3.4 Antimicrobial properties of nanocomposite membranes

The antimicrobial performance of the membranes was also evaluated towards S. epidermidis and E. coli, herein used as Gram-positive and Gram-negative bacteria models. While E. coli and S. epidermidis are bacteria commonly found in various environments, including on surfaces and in materials, E. coli is commonly found in contaminated water, posing significant risks to human health and the environment.¹¹¹

Overall, E. coli was found to be more susceptible to both silk and PVDF-based materials, showing higher bacterial log₁₀ reductions when compared to S. epidermidis (Fig. 7A and B). When the nanoparticles were present in the material, bacterial load was reduced for E. coli 1–2 log₁₀ and S. epidermidis 0.5 log₁₀, mainly when the particles were functionalised with silver (Fig. 7A and B). Silver has long been recognised as a potent antimicrobial due to its ability to disrupt cell membranes, bind to proteins, interfere with DNA, and generate ROS oxygen species, which collectively inhibit bacterial growth.¹¹² Nevertheless, since the material was found to possess photocatalytic properties, mainly in the presence of silver, due to the shift in the plasmon resonance of the particles to the visible range, making them able to induce the formation of ROS through photocatalytic events (Fig. S1a and b), a quantification of ROS was performed.

Fig. 7 . Antibacterial activity of (A) PVDF-HFP-based membranes and (B) SF-based membranes in terms of E. coli and S. epidermidis log₁₀ reduction, and dichlorofluorescein fluorescence intensity in E. coli in contact with (C) PVDF-HFP-based membranes and (D) SF-based membranes, in “normal” conditions and after application of the sun-mimicking light.
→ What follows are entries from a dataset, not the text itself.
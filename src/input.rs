use glam::Vec2;
use std::collections::VecDeque;

/// Minimum interval between accepted wheel ticks, so high-frequency wheels
/// do not overshoot the one-card step.
pub const WHEEL_DEBOUNCE: f64 = 0.12;
/// Wheel deltas below this are treated as jitter.
pub const WHEEL_MIN_DELTA: f32 = 0.5;
/// Modifier-wheel zoom rate (exponential, per delta pixel).
pub const WHEEL_ZOOM_RATE: f32 = 0.002;
/// Euclidean pixel distance past which a pointer gesture becomes a drag.
pub const DRAG_THRESHOLD_PX: f32 = 6.0;
/// A press shorter than this (and under the drag threshold) is a tap.
pub const TAP_MAX_DURATION: f64 = 0.3;
/// Wall-clock span of drag samples kept for the release velocity.
pub const VELOCITY_WINDOW: f64 = 0.1;

/// Abstract commands emitted toward the navigation controller and zoom state.
#[derive(Debug, Clone, Copy, PartialEq)]
pub enum Command {
    Advance(i32),
    DragTo(f32),
    ReleaseDrag { velocity: f32 },
    CenterOn(usize),
    Activate(usize),
    ZoomBy(f32),
    NudgeZoom(i32),
    ResetZoom,
}

/// One frame's worth of raw input, gathered by the view layer. Keeping this
/// plain data (no UI types) lets the classification rules run under test.
#[derive(Debug, Clone, Copy)]
pub struct InputFrame {
    /// Wall-clock seconds.
    pub time: f64,
    /// Raw wheel delta in pixels (x right, y up).
    pub wheel_delta: Vec2,
    /// Zoom modifier (cmd/ctrl) held.
    pub zoom_modifier: bool,
    /// Per-frame pinch ratio; 1.0 means no pinch. The product over a gesture
    /// equals the finger-distance ratio relative to gesture start.
    pub pinch_factor: f32,
    pub pointer_pos: Option<Vec2>,
    /// Primary pointer went down this frame.
    pub pointer_pressed: bool,
    /// Primary pointer is currently down.
    pub pointer_down: bool,
    /// Primary pointer went up this frame.
    pub pointer_released: bool,
    pub zoom_in_key: bool,
    pub zoom_out_key: bool,
    pub zoom_reset_key: bool,
    /// Scroll position at frame start, for anchoring drags.
    pub current_scroll: f32,
    /// Screen-space unit direction of one +1 index step.
    pub row_axis: Vec2,
    /// Pixel length of one index step at the current zoom.
    pub px_per_step: f32,
}

impl InputFrame {
    /// A frame with nothing happening, for building test scenarios.
    pub fn idle(time: f64) -> Self {
        Self {
            time,
            wheel_delta: Vec2::ZERO,
            zoom_modifier: false,
            pinch_factor: 1.0,
            pointer_pos: None,
            pointer_pressed: false,
            pointer_down: false,
            pointer_released: false,
            zoom_in_key: false,
            zoom_out_key: false,
            zoom_reset_key: false,
            current_scroll: 0.0,
            row_axis: Vec2::new(1.0, 0.0),
            px_per_step: 100.0,
        }
    }
}

#[derive(Debug)]
struct Gesture {
    start_pos: Vec2,
    start_time: f64,
    start_scroll: f32,
    dragging: bool,
    /// (time, scroll position) samples while dragging.
    samples: VecDeque<(f64, f32)>,
}

/// Converts heterogeneous raw events into navigation/zoom commands.
/// Owns only gesture bookkeeping; never touches view state directly.
#[derive(Debug, Default)]
pub struct InputNormalizer {
    last_wheel_accept: Option<f64>,
    gesture: Option<Gesture>,
}

impl InputNormalizer {
    pub fn new() -> Self {
        Self::default()
    }

    pub fn process(
        &mut self,
        frame: &InputFrame,
        pick: impl Fn(Vec2) -> Option<usize>,
    ) -> Vec<Command> {
        let mut commands = Vec::new();

        if frame.zoom_in_key {
            commands.push(Command::NudgeZoom(1));
        }
        if frame.zoom_out_key {
            commands.push(Command::NudgeZoom(-1));
        }
        if frame.zoom_reset_key {
            commands.push(Command::ResetZoom);
        }

        if (frame.pinch_factor - 1.0).abs() > 1e-4 {
            commands.push(Command::ZoomBy(frame.pinch_factor));
        }

        self.process_wheel(frame, &mut commands);
        self.process_pointer(frame, &pick, &mut commands);

        commands
    }

    fn process_wheel(&mut self, frame: &InputFrame, commands: &mut Vec<Command>) {
        let delta = frame.wheel_delta;
        if delta.x.abs() < WHEEL_MIN_DELTA && delta.y.abs() < WHEEL_MIN_DELTA {
            return;
        }

        if frame.zoom_modifier {
            // Continuous zoom; no debouncing, every delta counts.
            commands.push(Command::ZoomBy((delta.y * WHEEL_ZOOM_RATE).exp()));
            return;
        }

        if let Some(last) = self.last_wheel_accept {
            if frame.time - last < WHEEL_DEBOUNCE {
                return;
            }
        }
        self.last_wheel_accept = Some(frame.time);

        // Pick the axis with the larger magnitude and emit a signed unit step.
        let dominant = if delta.x.abs() > delta.y.abs() {
            delta.x
        } else {
            delta.y
        };
        let direction = if dominant < 0.0 { 1 } else { -1 };
        commands.push(Command::Advance(direction));
    }

    fn process_pointer(
        &mut self,
        frame: &InputFrame,
        pick: &impl Fn(Vec2) -> Option<usize>,
        commands: &mut Vec<Command>,
    ) {
        if frame.pointer_pressed {
            if let Some(pos) = frame.pointer_pos {
                let mut samples = VecDeque::new();
                samples.push_back((frame.time, frame.current_scroll));
                self.gesture = Some(Gesture {
                    start_pos: pos,
                    start_time: frame.time,
                    start_scroll: frame.current_scroll,
                    dragging: false,
                    samples,
                });
            }
        }

        if frame.pointer_down && !frame.pointer_released {
            if let (Some(gesture), Some(pos)) = (self.gesture.as_mut(), frame.pointer_pos) {
                let travel = pos - gesture.start_pos;
                if !gesture.dragging && travel.length() > DRAG_THRESHOLD_PX {
                    gesture.dragging = true;
                }
                if gesture.dragging {
                    // Dragging along the row axis pulls earlier cards toward
                    // the center, so screen travel maps to negative steps.
                    let steps = -travel.dot(frame.row_axis) / frame.px_per_step.max(1.0);
                    let target = gesture.start_scroll + steps;
                    gesture.samples.push_back((frame.time, target));
                    while let Some(&(t, _)) = gesture.samples.front() {
                        if frame.time - t > VELOCITY_WINDOW && gesture.samples.len() > 2 {
                            gesture.samples.pop_front();
                        } else {
                            break;
                        }
                    }
                    commands.push(Command::DragTo(target));
                }
            }
        }

        if frame.pointer_released {
            if let Some(gesture) = self.gesture.take() {
                if gesture.dragging {
                    commands.push(Command::ReleaseDrag {
                        velocity: Self::sampled_velocity(&gesture.samples),
                    });
                } else if frame.time - gesture.start_time <= TAP_MAX_DURATION {
                    let pos = frame.pointer_pos.unwrap_or(gesture.start_pos);
                    if let Some(index) = pick(pos) {
                        commands.push(Command::CenterOn(index));
                        commands.push(Command::Activate(index));
                    }
                }
            }
        }
    }

    /// Discrete derivative of scroll position over wall-clock time across the
    /// retained sample window, in cards per second.
    fn sampled_velocity(samples: &VecDeque<(f64, f32)>) -> f32 {
        let (Some(&(t0, p0)), Some(&(t1, p1))) = (samples.front(), samples.back()) else {
            return 0.0;
        };
        let dt = t1 - t0;
        if dt <= 1e-6 {
            return 0.0;
        }
        ((p1 - p0) as f64 / dt) as f32
    }
}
Thus, besides the antimicrobial effect of silver, it is acceptable to assume that the formation of ROS can disrupt the bacterial cell's structure and function, ultimately killing the microorganisms. Thus, to prove this concept, the quantification of ROS on the most susceptible bacterium (E. coli), after applying a sun-mimicking light (VIS), was performed (Fig. 7C and D). According to the results, this light, which includes UV wavelengths typically present in the sunlight (3–5%), induces the highest percentage of ROS. This finding demonstrates that developing photocatalytic materials engineered to produce ROS makes them valuable for antibacterial purposes. Nevertheless, it is essential to highlight that ROS formation is present even in typical bacterial cultures without light.¹¹³ Some nanoparticles, particularly those made of TiO₂ and Ag, can undergo chemical reactions or even release ions, resulting in the generation of ROS.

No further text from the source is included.